Жена смотрит на него. Что-то он нервничает, суетится. Наверняка затаил какие-то мысли. Затаил и не говорит о них. – А что, Альфред Делатр вернулся? А Ренэ Сикс? А Андре Лефевр? А Дефей? А Брюм? А Дерош? – Работать на немцев! Но о чем он думает? У него такое кроткое лицо.

Думает же Шарль о том, что в конце рабочего поселка есть старый разбитый блиндаж, который англичане подправили, и находится он как раз рядом с домиком Альфреда Делатра. Выбираться оттуда можно через погреб Альфреда, никто и не заметит. Место очень подходящее для ротатора, вход замаскирован… А позади электростанции у дороги на Курьер стоит брошенная хозяином фабрика цикория… Входить и выходить очень легко… и там прекрасно можно было бы устроить склад оружия… Оружия…

Шарлю крепко запомнились слова о том, что класс, не научившийся владеть оружием, заслуживает того, чтобы с ним обращались, как с рабами. Эти слова Ленина шахтер Шарль Дебарж повторяет про себя около завода Кульмана, возвращаясь домой вечером 31 мая 1940 года, когда уже весь угольный край попал в руки немецких фашистов…

– Погляди на крошку… – сказала мать, и невысокого роста человек с простодушным лицом, украшенным маленькими усиками, заулыбался своей дочке. Какая мирная картина: молодой отец любуется своим первенцем! Какая милая, успокоительная картина! Спать надо ложиться рано, потому что света нет… Да и пошагать Шарлю пришлось немало – и нынче, да и все последние дни.

Уборная стоит в огороде. Ну и темень во дворе! – Шарль! – тихо окликают во мраке. – Кто это? – Это я, Жером. – С ним было еще двое товарищей, несли какой-то груз. Ящик с гранатами, три винтовки… Ведь еще многие солдаты стараются укрыться, переодеваются в штатское, бросают оружие. Везде в полях натыкаешься на него. – Ты не знаешь, где бы это спрятать? – Погоди, отсюда недалеко до фабрики цикория.


* * *

Из Буа-Блан видно было, как полыхает огнем весь город. Казалось, от Лилля ничего не останется. Через канал даже в темноте шла перестрелка. Однако в Ломме и в Кантле сопротивление прекратилось. А в Лоосе? Оттуда известий не было. К зуавам, стоявшим в Буа-Блан, пробрался связной от генерала Дама – каким-то чудом ему удалось проскочить. Он сообщил, что решено сдаться. Генерал Молинье отдал приказ в полночь прекратить огонь. Капитуляция произойдет на почетных условиях. А пока что люди швыряли в канал все, что могли, как будто боялись жестоких кар за хранение запрещенных предметов. Повсюду царила паника.

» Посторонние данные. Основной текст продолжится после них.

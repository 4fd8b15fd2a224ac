// ============================================
// Event Consumer
// ============================================
//
// Drains the `events` queue and fans each interaction out to three
// independent sinks:
//   1. the session trail (recency signal for the ranker),
//   2. the merchant/category bandit posteriors,
//   3. the append-only interaction log.
//
// Each step is best-effort: a failing sink is logged and skipped, never
// aborting the event. Multiple replicas may drain the same queue; the pop
// is atomic and per-session ordering is best-effort only.

use std::sync::Arc;
use std::time::Duration;
use tokio::sync::watch;
use tracing::{debug, info, warn};

use crate::cache::FeedCache;
use crate::models::{IngestEvent, InteractionType, NewInteraction};
use crate::services::bandit::{Bandit, BanditScope};
use crate::store::{InteractionStore, ProductStore};

/// Blocking-pop timeout on the event queue.
const POP_TIMEOUT: Duration = Duration::from_secs(1);
/// Idle yield between empty polls.
const IDLE_BACKOFF: Duration = Duration::from_millis(50);
/// Backoff after a queue error.
const ERROR_BACKOFF: Duration = Duration::from_secs(1);
/// Single retry delay for transient trail failures.
const RETRY_BACKOFF: Duration = Duration::from_millis(50);

pub struct EventConsumer {
    cache: Arc<dyn FeedCache>,
    products: Arc<dyn ProductStore>,
    interactions: Arc<dyn InteractionStore>,
    bandit: Bandit,
}

impl EventConsumer {
    pub fn new(
        cache: Arc<dyn FeedCache>,
        products: Arc<dyn ProductStore>,
        interactions: Arc<dyn InteractionStore>,
    ) -> Self {
        let bandit = Bandit::new(cache.clone());
        Self {
            cache,
            products,
            interactions,
            bandit,
        }
    }

    /// Producer-side helper: enqueue an event for later consumption
    /// (at-least-once delivery).
    pub async fn publish(&self, event: &IngestEvent) -> anyhow::Result<()> {
        let payload = serde_json::to_string(event)?;
        self.cache.enqueue_event(&payload).await?;
        Ok(())
    }

    /// Run the consume loop until `shutdown` flips to true. The in-flight
    /// event always completes before the loop exits.
    pub async fn run(&self, mut shutdown: watch::Receiver<bool>) {
        info!("Event consumer started");

        loop {
            if *shutdown.borrow_and_update() {
                break;
            }

            match self.cache.dequeue_event(POP_TIMEOUT).await {
                Ok(Some(payload)) => {
                    self.handle_payload(&payload).await;
                }
                Ok(None) => {
                    tokio::time::sleep(IDLE_BACKOFF).await;
                }
                Err(e) => {
                    warn!(error = %e, "Event queue pop failed, backing off");
                    tokio::time::sleep(ERROR_BACKOFF).await;
                }
            }
        }

        info!("Event consumer stopped");
    }

    /// Decode and process one queue payload. Malformed JSON is discarded
    /// with a warning.
    pub async fn handle_payload(&self, payload: &str) {
        let event: IngestEvent = match serde_json::from_str(payload) {
            Ok(event) => event,
            Err(e) => {
                warn!(error = %e, "Discarding malformed event payload");
                return;
            }
        };

        self.handle_event(&event).await;
    }

    /// Apply the three independent steps for one event.
    pub async fn handle_event(&self, event: &IngestEvent) {
        // Step 1: session trail, retried once on transient cache failure.
        if let Some(session_id) = event.session_id.as_deref() {
            if let Err(first) = self.cache.push_trail(session_id, &event.product_id).await {
                warn!(session_id = session_id, error = %first, "Trail push failed, retrying once");
                tokio::time::sleep(RETRY_BACKOFF).await;
                if let Err(second) = self.cache.push_trail(session_id, &event.product_id).await {
                    warn!(session_id = session_id, error = %second, "Trail push retry failed");
                }
            }
        }

        // Step 2: bandit outcomes, driven by the product's merchant and
        // category. CART is deliberately neutral.
        if let Some(success) = bandit_outcome(event.kind) {
            match self
                .products
                .metas_by_ids(std::slice::from_ref(&event.product_id))
                .await
            {
                Ok(metas) => {
                    if let Some((_, meta)) = metas.into_iter().next() {
                        self.bandit
                            .record(BanditScope::Merchant, &meta.merchant_id, success)
                            .await;
                        self.bandit
                            .record(BanditScope::Category, &meta.category_id, success)
                            .await;
                    } else {
                        debug!(product_id = %event.product_id, "No meta for event product, skipping bandit update");
                    }
                }
                Err(e) => {
                    warn!(product_id = %event.product_id, error = %e, "Meta lookup failed, skipping bandit update");
                }
            }
        }

        // Step 3: interaction log.
        let row = NewInteraction {
            user_id: event.user_id.clone(),
            product_id: event.product_id.clone(),
            kind: event.kind,
            value: 1.0,
        };
        if let Err(e) = self.interactions.append(row).await {
            warn!(product_id = %event.product_id, error = %e, "Failed to append interaction");
        }
    }
}

/// Bandit outcome per event type: success for CLICK/PURCHASE, failure for
/// VIEW, no update for CART.
fn bandit_outcome(kind: InteractionType) -> Option<bool> {
    match kind {
        InteractionType::Click | InteractionType::Purchase => Some(true),
        InteractionType::View => Some(false),
        InteractionType::Cart => None,
    }
}
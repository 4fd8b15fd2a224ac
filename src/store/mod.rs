//! Typed repositories over the relational store.
//!
//! The ranker and workers depend on these traits, not on Postgres; the
//! concrete repositories are thin `sqlx` wrappers constructed once at
//! startup and shared by clone.

mod features;
mod interactions;
mod products;

pub use features::FeatureRepository;
pub use interactions::InteractionRepository;
pub use products::ProductRepository;

use anyhow::Result;
use async_trait::async_trait;

use crate::models::{NewInteraction, Product, ProductMeta, TextMatch, TrainingRow};

#[async_trait]
pub trait ProductStore: Send + Sync {
    /// Full product rows for the given ids (missing ids are skipped).
    async fn products_by_ids(&self, ids: &[String]) -> Result<Vec<Product>>;

    /// Meta records for the given ids (missing ids are skipped).
    async fn metas_by_ids(&self, ids: &[String]) -> Result<Vec<(String, ProductMeta)>>;

    /// Trigram similarity search over title and description; scores in [0,1],
    /// best match first. The query is passed as a bound parameter.
    async fn search_text(&self, query: &str, limit: i64) -> Result<Vec<TextMatch>>;

    /// Products in a category ordered by popularity descending: (id, popularity).
    async fn top_by_category(&self, category_id: &str, limit: i64) -> Result<Vec<(String, f64)>>;

    /// Catalog-wide products ordered by popularity descending. Backfill
    /// fallback for when the global top-K set is cold.
    async fn top_by_popularity(&self, limit: i64) -> Result<Vec<(String, f64)>>;

    /// Batch write of aggregated product popularity.
    async fn update_popularity(&self, rows: &[(String, f64)]) -> Result<()>;

    /// Batch write of aggregated merchant popularity.
    async fn update_merchant_popularity(&self, rows: &[(String, f64)]) -> Result<()>;
}

#[async_trait]
pub trait InteractionStore: Send + Sync {
    /// Append one interaction row (append-only log).
    async fn append(&self, row: NewInteraction) -> Result<()>;

    /// Weighted popularity per product over the trailing window, heaviest
    /// first, capped at `limit` rows.
    async fn popularity_rollup(&self, window_days: i64, limit: i64)
        -> Result<Vec<(String, f64)>>;

    /// Weighted popularity per merchant over the trailing window.
    async fn merchant_rollup(&self, window_days: i64, limit: i64) -> Result<Vec<(String, f64)>>;

    /// Grouped (user, product) -> summed weight rows for CF training.
    /// Anonymous interactions group under the "anon" user key.
    async fn training_rows(&self, window_days: i64, limit: i64) -> Result<Vec<TrainingRow>>;
}

#[async_trait]
pub trait FeatureBlobStore: Send + Sync {
    /// Upsert latent vectors under a namespace (`user_factors` /
    /// `product_factors`).
    async fn put_vectors(&self, namespace: &str, vectors: &[(String, Vec<f32>)]) -> Result<()>;

    /// All vectors stored under a namespace.
    async fn vectors(&self, namespace: &str) -> Result<Vec<(String, Vec<f32>)>>;
}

Вечером сюда пришел Фюльбер Дежан. – Эй, друг, ты откуда взялся? – Фюльбера интересовало только одно: его домик. Оказывается, он уцелел. Кое-что из вещей порастащили, но домик уцелел. Ух! Фюльбера даже в жар бросило. Сын Занта, хотя и был моложе Фюльбера, дружил с ним, вернее сказать – с зятем Фюльбера, братом Жанны. Солдат всех собирали в одном месте и направляли к крепости, а оттуда они должны были колоннами пройти через Лилль, к вокзалу. Немцы уже были здесь, проверяли документы. Во дворе крепости какие-то беженцы из Брюсселя представлялись немецким офицерам, щелкая каблуками. Французы с ужасом смотрели на них. Как же это? Только что были среди нас, одни и те же пули грозили смертью и нам и им…

Но что это были за люди, стало совершенно ясно: немецкие офицеры мельком проглядывали их документы и, разорвав эти бумаги, тут же выдавали другие. Так, значит, это и была пятая колонна – фашисты. Значит, правду о них рассказывали. Только красные стеганые одеяла тут ни при чем. Напрасно говорили.

А тем временем в лазарете, где уже не было ни врачей, ни санитаров, стонали раненые. Запах тут стоял невыносимый. – Вон от того смердит, которого в угол положили. – Что же его не вынесли? – Да ведь он еще не помер – погляди, ворочает головой по своему сеннику. Ох, до чего противно, дышать невозможно. Говорят, он священник. Ну и что ж. Это еще не причина… Сил вот только нет, а то бы я его… Да ты не волнуйся, у тебя лихорадка. А что ни говори, просто измучил этот поп… Слыхал нынче утром: чуть его пошевелят, орет как зарезанный, слушать страшно. Пусть уж лучше от него смрад идет, только бы так не кричал… А чего это он все время вертит головой?.. У меня от него голова кружится…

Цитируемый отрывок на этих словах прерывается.